1900 (III)

Nos últimos minutos bateu-me forte a ideia renovada de que o filme de Bertolucci, para muitos a sua obra-prima, retrata com lucidez e sabedoria, além de humor profundo, a natureza humana.

Senão vejamos: pegando no maniqueísmo persistente que domina o pensamento do eleitorado, só existe a esquerda, a direita e os outros, os neutros (não me refiro a partidos do “centro”, e sim àqueles que escrevem sem dizer nada, faculdade proveitosa hoje em dia).

Assim há três situações possíveis para o futuro:

Um Estado entregue à esquerda, que é composta por pessoas aleivosamente humildes e bem-intencionadas (leia-se paternalistas e com duas caras consoante a brisa), caracterizar-se-à por uma total liberdade – de matar, roubar, procriar, comer, procrastinar, escrever, proibir – enfim, a habitual pluralidade que faz pautar os estados comunistas que o mundo conheceu, a troco da perda, também ela total, do conhecimento. Em poucas palavras, troca-se o intelecto pelo copo de vinho. Mas vinho bom, claro, que enólogos e chefs, a par dos tocadores de viola, é do que a malta precisa. Estudar e produzir é nos países onde há repressão.

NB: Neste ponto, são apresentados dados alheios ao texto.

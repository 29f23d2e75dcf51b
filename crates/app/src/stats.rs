use simcore::Sample;

/// Summary of a window of samples
#[derive(Debug, Clone, Copy, PartialEq)]
pub struct WindowStats {
    pub samples: usize,
    pub mean_voltage: f64,
    pub min_voltage: f64,
    pub max_voltage: f64,
    pub mean_lambda: f64,
    pub mean_pulse_width: f64,
}

impl WindowStats {
    pub fn from_samples(samples: &[Sample]) -> Option<Self> {
        if samples.is_empty() {
            return None;
        }
        let n = samples.len() as f64;
        let (min_voltage, max_voltage) = samples.iter().fold(
            (f64::INFINITY, f64::NEG_INFINITY),
            |(lo, hi), s| (lo.min(s.measured_voltage), hi.max(s.measured_voltage)),
        );

        Some(WindowStats {
            samples: samples.len(),
            mean_voltage: samples.iter().map(|s| s.measured_voltage).sum::<f64>() / n,
            min_voltage,
            max_voltage,
            mean_lambda: samples.iter().map(|s| s.lambda).sum::<f64>() / n,
            mean_pulse_width: samples.iter().map(|s| s.pulse_width).sum::<f64>() / n,
        })
    }

    pub fn peak_to_peak_voltage(&self) -> f64 {
        self.max_voltage - self.min_voltage
    }
}
//! Mixture control for the lambda loop
//!
//! This crate provides:
//! - A PI controller with anti-windup on the integral accumulator
//! - The fuel injector actuator that saturates the controller's command

pub mod actuator;
pub mod pi;

pub use actuator::*;
pub use pi::*;
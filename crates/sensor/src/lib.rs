//! Lambda (exhaust oxygen) sensor model
//!
//! Switching-type probe: a tanh characteristic around lambda = 1 followed by
//! a first-order lag whose time constant depends on the direction of change.

pub mod lambda_sensor;

pub use lambda_sensor::*;
use simcore::Sample;

/// One-line cycle summary handed to the log sink.
pub fn status_line(sample: &Sample) -> String {
    let side = if sample.measured_voltage > sample.setpoint { "RICH" } else { "LEAN" };
    let pert = if sample.disturbance_applied != 0.0 {
        format!("Pert: {:.2}g/s", sample.disturbance_applied)
    } else {
        "No pert.".to_string()
    };
    format!(
        "T: {:.2}s | {} | State: {} | V_sensor: {:.3}V | Lambda: {:.3} | Error: {:.3}V | Pulse: {:.2}ms",
        sample.time, pert, side, sample.measured_voltage, sample.lambda, sample.error, sample.pulse_width
    )
}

Num Estado entregue à direita sucederia mais ou menos o inverso: a direita, sendo composta por pessoas com pouco sentido de discernimento para com realidades diversas das suas (designadamente “para baixo”) rapidamente transmutaria a aldeia numa espécie de Metrópolis Fritzlangiana, mas sem a beleza cénica da obra citada. Os incapazes (o que é que fazemos aos inúteis? comemo-los?) aglomerar-se-iam fazendo o modelo social implodir, porque os mecanismos montados pura e simplesmente obrigam a gravitar em seu torno sem opção exequível, e os mais capazes rapidamente voltariam a fazer o que fazem hoje, ou seja, demitem-se do exercício da sua aldeania e procuram outros poisos.

Restaria pois apostar nos outros, nos neutros, como aquele pessoal que debita inanidades sobre matérias que desconhece em absoluto – artigos escritos por analfabetos científicos, ou se arvoram em edukadores expondo dois ou três lados da mesma questão sem dizer uma só palavra que conduza à reflexão.

Ou seja, o voto em branco é também em sociedade, e não só em política, a melhor opção.